Seneviratne U, Woo JJ, Boston RC, Cook M, D'Souza W. Focal seizure symptoms in
idiopathic generalized epilepsies. Neurology. 2015 Aug 18;85(7):589-95.

Abstract

OBJECTIVE:

We sought to study the frequency and prognostic value of focal seizure symptoms (FSS) in idiopathic generalized epilepsies (IGE) using a validated tool: Epilepsy Diagnostic Interview Questionnaire and Partial Seizure Symptom Definitions.

METHODS:

Participants with IGE were recruited from epilepsy clinics at 2 tertiary hospitals. The diagnosis was validated and classified into syndromes according to the International League Against Epilepsy criteria by 2 epileptologists independently with discordance resolved by consensus. The Epilepsy Diagnostic Interview Questionnaire utilizes both open- and closed-ended questions to elicit FSS in association with generalized tonic-clonic seizures, myoclonus, and absences. The elicited FSS were classified according to the Partial Seizure Symptom Definitions. Regression analysis was conducted to examine the relationship between the duration of seizure freedom and FSS.

RESULTS:

A total of 135 patients were studied, of whom 70 (51.9%) reported FSS. Those symptoms occurred in association with generalized tonic-clonic seizures (53.1%) as well as myoclonus and absences (58%). FSS were reported with similar frequency in juvenile absence epilepsy (62.5%) and juvenile myoclonic epilepsy (60%), and with a lesser frequency in generalized epilepsy with tonic-clonic seizures only (39.5%) and childhood absence epilepsy (33.3%). A strong relationship between FSS and duration of seizure freedom was found (regression coefficient -0.665, p = 0.037).

CONCLUSIONS:

FSS are frequently reported by patients with IGE. A shorter duration of seizure freedom is associated with FSS. Recognition of the presence of FSS in IGE is important to avoid misdiagnosis and delayed diagnosis as well as to choose appropriate antiepileptic drug therapy.

From the paper:

The most interesting and novel finding in our study is the association between FSS and duration of seizure freedom. A shorter duration of seizure freedom was significantly associated with FSS. This relationship was unaffected by confounders such as number of AEDs, age of seizure onset, age at interview, duration of epilepsy, presence of GTCS, and presence of focal discharges in the EEG. We acknowledge that 95% confidence interval includes zero when adjusted for some confounders such as number of AEDs. However, we believe it is attributable to the relatively small sample size, and the association between the duration of seizure freedom and FSS is still clinically relevant. Overall, our study raises the possibility that the presence of FSS may be an important prognostic factor associated with the duration of seizure freedom. Previous studies have reported conflicting results on the presence of focal EEG abnormalities as a predictor of prognosis. To our knowledge, the prognostic significance of FSS in IGE has not been previously published. However, an alternative explanation is recall bias, whereby those with a shorter duration of seizure freedom and more frequent seizures may be more likely to remember their FSS. Patients with shorter durations of seizure freedom have had more recent seizures, hence, are more likely to be able to reinforce their perceptions and recall subtle FSS...

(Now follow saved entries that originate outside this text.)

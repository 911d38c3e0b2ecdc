//! CLI module for the semantic response cache
//!
//! Each subcommand opens the configured snapshot files, performs one cache
//! operation and prints the result as JSON:
//! - `stats`: contents, counters and effective configuration
//! - `lookup`: similarity search for a query
//! - `put`: store a response
//! - `sweep`: age-based invalidation
//! - `clear`: drop everything

mod commands;

use clap::{Parser, Subcommand, ValueEnum};

pub use commands::{execute, run};

/// Semantic response cache - reuse answers for semantically similar questions
#[derive(Parser)]
#[command(name = "semantic-cache")]
#[command(version, about, long_about = None)]
pub struct Cli {
    #[command(subcommand)]
    pub command: Command,
}

#[derive(Subcommand, Debug, Clone)]
pub enum Command {
    /// Show cache statistics
    Stats {
        #[arg(long, value_enum, default_value_t = StatsFormat::Json)]
        format: StatsFormat,
    },

    /// Look up a cached response for a query
    Lookup {
        query: String,
        /// Override the configured similarity threshold for this lookup
        #[arg(long)]
        threshold: Option<f32>,
    },

    /// Store a response for a query
    Put {
        query: String,
        response: String,
        #[arg(long)]
        conversation_id: Option<String>,
        #[arg(long)]
        task_id: Option<String>,
        /// Tool used while producing the response (repeatable)
        #[arg(long = "tool")]
        tools: Vec<String>,
    },

    /// Remove entries at least this many hours old (defaults to the TTL)
    Sweep {
        #[arg(long)]
        max_age_hours: Option<f64>,
    },

    /// Remove every entry and reset counters
    Clear,
}

#[derive(ValueEnum, Debug, Clone, Copy, PartialEq, Eq)]
pub enum StatsFormat {
    Json,
    Prometheus,
}

#[cfg(test)]
mod tests {
    use super::*;

    #[test]
    fn test_parse_put_with_tools() {
        let cli = Cli::try_parse_from([
            "semantic-cache",
            "put",
            "what is rust",
            "a language",
            "--task-id",
            "t-1",
            "--tool",
            "search",
            "--tool",
            "calculator",
        ])
        .unwrap();

        match cli.command {
            Command::Put {
                query,
                task_id,
                tools,
                conversation_id,
                ..
            } => {
                assert_eq!(query, "what is rust");
                assert_eq!(task_id.as_deref(), Some("t-1"));
                assert_eq!(tools, vec!["search", "calculator"]);
                assert!(conversation_id.is_none());
            }
            other => panic!("unexpected command: {:?}", other),
        }
    }

    #[test]
    fn test_parse_stats_format() {
        let cli = Cli::try_parse_from(["semantic-cache", "stats", "--format", "prometheus"]).unwrap();
        assert!(matches!(
            cli.command,
            Command::Stats {
                format: StatsFormat::Prometheus
            }
        ));

        let cli = Cli::try_parse_from(["semantic-cache", "stats"]).unwrap();
        assert!(matches!(
            cli.command,
            Command::Stats {
                format: StatsFormat::Json
            }
        ));
    }

    #[test]
    fn test_parse_lookup_threshold() {
        let cli =
            Cli::try_parse_from(["semantic-cache", "lookup", "hello", "--threshold", "0.75"]).unwrap();

        match cli.command {
            Command::Lookup { query, threshold } => {
                assert_eq!(query, "hello");
                assert_eq!(threshold, Some(0.75));
            }
            other => panic!("unexpected command: {:?}", other),
        }
    }

    #[test]
    fn test_missing_subcommand_fails() {
        assert!(Cli::try_parse_from(["semantic-cache"]).is_err());
    }
}
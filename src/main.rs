use clap::Parser;
use semantic_response_cache::cli::{self, Cli};
use semantic_response_cache::infrastructure::logging::init_logging;
use semantic_response_cache::AppConfig;

#[tokio::main]
async fn main() -> anyhow::Result<()> {
    dotenvy::dotenv().ok();

    let cli = Cli::parse();
    let config = AppConfig::load()?;
    init_logging(&config.logging);

    cli::run(cli.command, &config).await
}
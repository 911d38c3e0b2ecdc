//! Hit/miss accounting and cache statistics

use std::path::PathBuf;

use chrono::{DateTime, Utc};
use serde::{Deserialize, Serialize};

/// Running lookup counters for one cache lifetime
#[derive(Debug, Clone, Default, PartialEq, Serialize, Deserialize)]
pub struct CacheMetrics {
    pub total_queries: u64,
    pub cache_hits: u64,
    pub cache_misses: u64,
    pub hit_rate: f32,
    /// Running mean of the similarity of every hit so far
    pub avg_similarity_on_hit: f32,
}

impl CacheMetrics {
    pub fn new() -> Self {
        Self::default()
    }

    pub fn record_miss(&mut self) {
        self.total_queries += 1;
        self.cache_misses += 1;
        self.refresh_hit_rate();
    }

    pub fn record_hit(&mut self, similarity: f32) {
        self.total_queries += 1;

        let hits = self.cache_hits + 1;
        self.avg_similarity_on_hit =
            (self.avg_similarity_on_hit * (hits - 1) as f32 + similarity) / hits as f32;
        self.cache_hits = hits;

        self.refresh_hit_rate();
    }

    pub fn reset(&mut self) {
        *self = Self::default();
    }

    fn refresh_hit_rate(&mut self) {
        self.hit_rate = if self.total_queries == 0 {
            0.0
        } else {
            self.cache_hits as f32 / self.total_queries as f32
        };
    }
}

/// Read-only view of cache contents, counters and effective configuration
#[derive(Debug, Clone, Serialize)]
pub struct CacheStats {
    pub total_entries: usize,
    pub index_size: usize,
    /// Entries past the TTL that still occupy capacity
    pub expired_entries: usize,
    pub evictions: u64,
    pub oldest_entry: Option<DateTime<Utc>>,
    pub newest_entry: Option<DateTime<Utc>>,
    pub metrics: CacheMetrics,
    pub config: CacheStatsConfig,
}

/// Configuration echoed in [`CacheStats`]
#[derive(Debug, Clone, Serialize)]
pub struct CacheStatsConfig {
    pub model_name: String,
    pub similarity_threshold: f32,
    pub max_cache_size: usize,
    pub ttl_hours: u64,
    pub retain_embeddings: bool,
    pub index_path: PathBuf,
    pub store_path: PathBuf,
}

Our study demonstrates that FSS are often reported by patients with IGE in association with both major and minor seizures. The duration of seizure freedom is associated with FSS. Our findings have implications for clinical practice. First, we emphasize that clinicians need to be aware of FSS in IGE to avoid misdiagnosis and delayed diagnosis as well as to choose appropriate AED treatment. Second, FSS may lead to inappropriate investigations for focal epilepsy including evaluation for epilepsy surgery. Third, the presence of FSS should alert the clinician as a potential marker of reduced likelihood of prolonged seizure freedom. Further studies are needed to confirm these findings, preferably in incident cases with prospective follow-up, and to examine the underlying pathophysiologic and network mechanisms of focal abnormalities in IGE. A greater understanding of these network mechanisms may assist in long-term management of IGE.